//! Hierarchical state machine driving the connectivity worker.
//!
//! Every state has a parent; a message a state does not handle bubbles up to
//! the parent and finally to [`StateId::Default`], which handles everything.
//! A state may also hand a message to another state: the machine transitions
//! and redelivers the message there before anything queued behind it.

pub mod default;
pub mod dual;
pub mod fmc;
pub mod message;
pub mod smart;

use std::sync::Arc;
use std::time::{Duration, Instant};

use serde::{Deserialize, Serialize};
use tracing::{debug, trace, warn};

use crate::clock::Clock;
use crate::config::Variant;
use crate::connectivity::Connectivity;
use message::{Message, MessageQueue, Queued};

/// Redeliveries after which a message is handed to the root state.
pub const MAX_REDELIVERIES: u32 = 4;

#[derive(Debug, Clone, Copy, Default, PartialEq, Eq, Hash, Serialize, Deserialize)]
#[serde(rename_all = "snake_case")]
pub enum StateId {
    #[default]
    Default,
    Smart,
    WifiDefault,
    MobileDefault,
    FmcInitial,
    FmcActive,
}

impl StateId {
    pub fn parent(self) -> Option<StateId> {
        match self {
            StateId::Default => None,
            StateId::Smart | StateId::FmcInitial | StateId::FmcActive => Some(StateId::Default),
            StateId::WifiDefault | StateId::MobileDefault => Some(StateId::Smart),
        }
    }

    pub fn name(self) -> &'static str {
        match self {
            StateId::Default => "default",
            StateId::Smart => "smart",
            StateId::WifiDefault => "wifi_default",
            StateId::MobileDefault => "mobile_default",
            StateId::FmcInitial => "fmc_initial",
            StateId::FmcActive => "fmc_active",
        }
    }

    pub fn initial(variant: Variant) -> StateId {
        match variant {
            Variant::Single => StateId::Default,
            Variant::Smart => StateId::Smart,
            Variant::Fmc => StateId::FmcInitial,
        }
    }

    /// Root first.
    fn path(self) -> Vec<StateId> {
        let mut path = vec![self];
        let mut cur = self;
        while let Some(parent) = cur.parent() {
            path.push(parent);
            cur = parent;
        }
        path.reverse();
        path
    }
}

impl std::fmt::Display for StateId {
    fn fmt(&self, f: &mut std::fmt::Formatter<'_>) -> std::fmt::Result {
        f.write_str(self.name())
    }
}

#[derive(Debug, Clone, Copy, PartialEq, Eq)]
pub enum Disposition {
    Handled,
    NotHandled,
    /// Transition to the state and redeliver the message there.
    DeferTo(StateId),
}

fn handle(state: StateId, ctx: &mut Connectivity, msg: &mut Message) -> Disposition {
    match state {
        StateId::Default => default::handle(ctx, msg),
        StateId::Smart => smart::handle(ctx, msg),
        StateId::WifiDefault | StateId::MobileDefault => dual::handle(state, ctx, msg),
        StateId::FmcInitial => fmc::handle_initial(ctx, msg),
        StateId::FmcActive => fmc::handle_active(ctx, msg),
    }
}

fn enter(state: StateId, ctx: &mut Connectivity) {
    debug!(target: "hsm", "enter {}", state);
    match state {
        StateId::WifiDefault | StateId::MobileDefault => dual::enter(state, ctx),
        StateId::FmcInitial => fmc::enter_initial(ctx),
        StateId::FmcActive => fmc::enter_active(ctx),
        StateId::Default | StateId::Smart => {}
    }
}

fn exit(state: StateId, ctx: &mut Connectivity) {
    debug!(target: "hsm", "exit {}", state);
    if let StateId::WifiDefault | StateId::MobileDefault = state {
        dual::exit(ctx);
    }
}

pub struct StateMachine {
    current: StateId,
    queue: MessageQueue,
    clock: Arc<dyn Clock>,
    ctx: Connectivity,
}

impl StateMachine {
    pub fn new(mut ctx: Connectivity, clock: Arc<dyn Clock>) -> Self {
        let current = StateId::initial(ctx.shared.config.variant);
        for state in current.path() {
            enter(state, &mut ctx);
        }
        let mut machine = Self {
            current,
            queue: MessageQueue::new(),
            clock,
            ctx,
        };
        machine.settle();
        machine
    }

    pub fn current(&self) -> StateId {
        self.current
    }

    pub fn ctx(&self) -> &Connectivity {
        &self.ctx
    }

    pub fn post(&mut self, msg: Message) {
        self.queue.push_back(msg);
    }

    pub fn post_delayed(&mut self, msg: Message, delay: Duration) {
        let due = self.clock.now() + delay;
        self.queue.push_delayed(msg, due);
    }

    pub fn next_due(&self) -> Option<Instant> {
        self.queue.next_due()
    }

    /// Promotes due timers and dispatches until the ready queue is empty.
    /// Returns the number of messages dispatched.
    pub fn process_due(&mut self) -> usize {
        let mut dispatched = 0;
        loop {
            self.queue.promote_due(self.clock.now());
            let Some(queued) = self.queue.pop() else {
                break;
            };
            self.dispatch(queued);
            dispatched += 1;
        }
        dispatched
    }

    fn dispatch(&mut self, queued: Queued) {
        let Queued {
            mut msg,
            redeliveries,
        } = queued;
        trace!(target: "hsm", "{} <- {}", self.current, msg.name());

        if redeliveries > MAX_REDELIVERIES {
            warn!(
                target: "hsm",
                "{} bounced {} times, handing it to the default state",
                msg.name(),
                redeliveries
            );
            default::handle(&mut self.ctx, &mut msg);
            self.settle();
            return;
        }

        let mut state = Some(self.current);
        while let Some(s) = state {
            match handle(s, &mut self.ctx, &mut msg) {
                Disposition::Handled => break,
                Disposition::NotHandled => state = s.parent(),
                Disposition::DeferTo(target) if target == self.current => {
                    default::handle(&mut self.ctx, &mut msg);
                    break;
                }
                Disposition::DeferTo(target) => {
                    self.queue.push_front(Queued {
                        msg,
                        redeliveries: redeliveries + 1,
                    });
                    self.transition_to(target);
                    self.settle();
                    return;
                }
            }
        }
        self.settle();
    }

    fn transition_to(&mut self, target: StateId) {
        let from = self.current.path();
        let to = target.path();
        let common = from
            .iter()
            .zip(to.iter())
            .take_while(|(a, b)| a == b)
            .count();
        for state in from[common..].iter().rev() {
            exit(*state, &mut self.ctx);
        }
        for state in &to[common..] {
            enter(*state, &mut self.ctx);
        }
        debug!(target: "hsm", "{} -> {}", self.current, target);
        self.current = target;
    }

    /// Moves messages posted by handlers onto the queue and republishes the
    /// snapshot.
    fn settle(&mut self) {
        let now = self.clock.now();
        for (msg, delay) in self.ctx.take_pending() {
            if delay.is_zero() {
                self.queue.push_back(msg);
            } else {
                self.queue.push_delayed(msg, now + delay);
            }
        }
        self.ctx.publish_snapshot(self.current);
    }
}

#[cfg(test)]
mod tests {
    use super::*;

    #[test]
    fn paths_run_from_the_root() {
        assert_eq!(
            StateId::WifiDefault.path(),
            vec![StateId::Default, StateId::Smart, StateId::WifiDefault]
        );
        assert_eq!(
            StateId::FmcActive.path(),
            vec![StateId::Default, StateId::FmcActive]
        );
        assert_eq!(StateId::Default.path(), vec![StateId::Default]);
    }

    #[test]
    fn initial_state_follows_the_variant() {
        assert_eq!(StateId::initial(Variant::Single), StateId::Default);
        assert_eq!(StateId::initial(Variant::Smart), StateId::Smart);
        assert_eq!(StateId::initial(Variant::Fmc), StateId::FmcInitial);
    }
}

--- --- ---

Required work -
Each record, exactly as written, is to be printed again.

Written reply -
//! Hierarchical state machine driving the connectivity worker.
//!
//! Every state has a parent; a message a state does not handle bubbles up to
//! the parent and finally to [`StateId::Default`], which handles everything.
//! A state may also hand a message to another state: the machine transitions
//! and redelivers the message there before anything queued behind it.

pub mod default;
pub mod dual;
pub mod fmc;
pub mod message;
pub mod smart;

use std::sync::Arc;
use std::time::{Duration, Instant};

use serde::{Deserialize, Serialize};
use tracing::{debug, trace, warn};

use crate::clock::Clock;
use crate::config::Variant;
use crate::connectivity::Connectivity;
use message::{Message, MessageQueue, Queued};

/// Redeliveries after which a message is handed to the root state.
pub const MAX_REDELIVERIES: u32 = 4;

#[derive(Debug, Clone, Copy, Default, PartialEq, Eq, Hash, Serialize, Deserialize)]
#[serde(rename_all = "snake_case")]
pub enum StateId {
    #[default]
    Default,
    Smart,
    WifiDefault,
    MobileDefault,
    FmcInitial,
    FmcActive,
}

impl StateId {
    pub fn parent(self) -> Option<StateId> {
        match self {
            StateId::Default => None,
            StateId::Smart | StateId::FmcInitial | StateId::FmcActive => Some(StateId::Default),
            StateId::WifiDefault | StateId::MobileDefault => Some(StateId::Smart),
        }
    }

    pub fn name(self) -> &'static str {
        match self {
            StateId::Default => "default",
            StateId::Smart => "smart",
            StateId::WifiDefault => "wifi_default",
            StateId::MobileDefault => "mobile_default",
            StateId::FmcInitial => "fmc_initial",
            StateId::FmcActive => "fmc_active",
        }
    }

    pub fn initial(variant: Variant) -> StateId {
        match variant {
            Variant::Single => StateId::Default,
            Variant::Smart => StateId::Smart,
            Variant::Fmc => StateId::FmcInitial,
        }
    }

    /// Root first.
    fn path(self) -> Vec<StateId> {
        let mut path = vec![self];
        let mut cur = self;
        while let Some(parent) = cur.parent() {
            path.push(parent);
            cur = parent;
        }
        path.reverse();
        path
    }
}

impl std::fmt::Display for StateId {
    fn fmt(&self, f: &mut std::fmt::Formatter<'_>) -> std::fmt::Result {
        f.write_str(self.name())
    }
}

#[derive(Debug, Clone, Copy, PartialEq, Eq)]
pub enum Disposition {
    Handled,
    NotHandled,
    /// Transition to the state and redeliver the message there.
    DeferTo(StateId),
}

fn handle(state: StateId, ctx: &mut Connectivity, msg: &mut Message) -> Disposition {
    match state {
        StateId::Default => default::handle(ctx, msg),
        StateId::Smart => smart::handle(ctx, msg),
        StateId::WifiDefault | StateId::MobileDefault => dual::handle(state, ctx, msg),
        StateId::FmcInitial => fmc::handle_initial(ctx, msg),
        StateId::FmcActive => fmc::handle_active(ctx, msg),
    }
}

fn enter(state: StateId, ctx: &mut Connectivity) {
    debug!(target: "hsm", "enter {}", state);
    match state {
        StateId::WifiDefault | StateId::MobileDefault => dual::enter(state, ctx),
        StateId::FmcInitial => fmc::enter_initial(ctx),
        StateId::FmcActive => fmc::enter_active(ctx),
        StateId::Default | StateId::Smart => {}
    }
}

fn exit(state: StateId, ctx: &mut Connectivity) {
    debug!(target: "hsm", "exit {}", state);
    if let StateId::WifiDefault | StateId::MobileDefault = state {
        dual::exit(ctx);
    }
}

pub struct StateMachine {
    current: StateId,
    queue: MessageQueue,
    clock: Arc<dyn Clock>,
    ctx: Connectivity,
}

impl StateMachine {
    pub fn new(mut ctx: Connectivity, clock: Arc<dyn Clock>) -> Self {
        let current = StateId::initial(ctx.shared.config.variant);
        for state in current.path() {
            enter(state, &mut ctx);
        }
        let mut machine = Self {
            current,
            queue: MessageQueue::new(),
            clock,
            ctx,
        };
        machine.settle();
        machine
    }

    pub fn current(&self) -> StateId {
        self.current
    }

    pub fn ctx(&self) -> &Connectivity {
        &self.ctx
    }

    pub fn post(&mut self, msg: Message) {
        self.queue.push_back(msg);
    }

    pub fn post_delayed(&mut self, msg: Message, delay: Duration) {
        let due = self.clock.now() + delay;
        self.queue.push_delayed(msg, due);
    }

    pub fn next_due(&self) -> Option<Instant> {
        self.queue.next_due()
    }

    /// Promotes due timers and dispatches until the ready queue is empty.
    /// Returns the number of messages dispatched.
    pub fn process_due(&mut self) -> usize {
        let mut dispatched = 0;
        loop {
            self.queue.promote_due(self.clock.now());
            let Some(queued) = self.queue.pop() else {
                break;
            };
            self.dispatch(queued);
            dispatched += 1;
        }
        dispatched
    }

    fn dispatch(&mut self, queued: Queued) {
        let Queued {
            mut msg,
            redeliveries,
        } = queued;
        trace!(target: "hsm", "{} <- {}", self.current, msg.name());

        if redeliveries > MAX_REDELIVERIES {
            warn!(
                target: "hsm",
                "{} bounced {} times, handing it to the default state",
                msg.name(),
                redeliveries
            );
            default::handle(&mut self.ctx, &mut msg);
            self.settle();
            return;
        }

        let mut state = Some(self.current);
        while let Some(s) = state {
            match handle(s, &mut self.ctx, &mut msg) {
                Disposition::Handled => break,
                Disposition::NotHandled => state = s.parent(),
                Disposition::DeferTo(target) if target == self.current => {
                    default::handle(&mut self.ctx, &mut msg);
                    break;
                }
                Disposition::DeferTo(target) => {
                    self.queue.push_front(Queued {
                        msg,
                        redeliveries: redeliveries + 1,
                    });
                    self.transition_to(target);
                    self.settle();
                    return;
                }
            }
        }
        self.settle();
    }

    fn transition_to(&mut self, target: StateId) {
        let from = self.current.path();
        let to = target.path();
        let common = from
            .iter()
            .zip(to.iter())
            .take_while(|(a, b)| a == b)
            .count();
        for state in from[common..].iter().rev() {
            exit(*state, &mut self.ctx);
        }
        for state in &to[common..] {
            enter(*state, &mut self.ctx);
        }
        debug!(target: "hsm", "{} -> {}", self.current, target);
        self.current = target;
    }

    /// Moves messages posted by handlers onto the queue and republishes the
    /// snapshot.
    fn settle(&mut self) {
        let now = self.clock.now();
        for (msg, delay) in self.ctx.take_pending() {
            if delay.is_zero() {
                self.queue.push_back(msg);
            } else {
                self.queue.push_delayed(msg, now + delay);
            }
        }
        self.ctx.publish_snapshot(self.current);
    }
}

#[cfg(test)]
mod tests {
    use super::*;

    #[test]
    fn paths_run_from_the_root() {
        assert_eq!(
            StateId::WifiDefault.path(),
            vec![StateId::Default, StateId::Smart, StateId::WifiDefault]
        );
        assert_eq!(
            StateId::FmcActive.path(),
            vec![StateId::Default, StateId::FmcActive]
        );
        assert_eq!(StateId::Default.path(), vec![StateId::Default]);
    }

    #[test]
    fn initial_state_follows_the_variant() {
        assert_eq!(StateId::initial(Variant::Single), StateId::Default);
        assert_eq!(StateId::initial(Variant::Smart), StateId::Smart);
        assert_eq!(StateId::initial(Variant::Fmc), StateId::FmcInitial);
    }
}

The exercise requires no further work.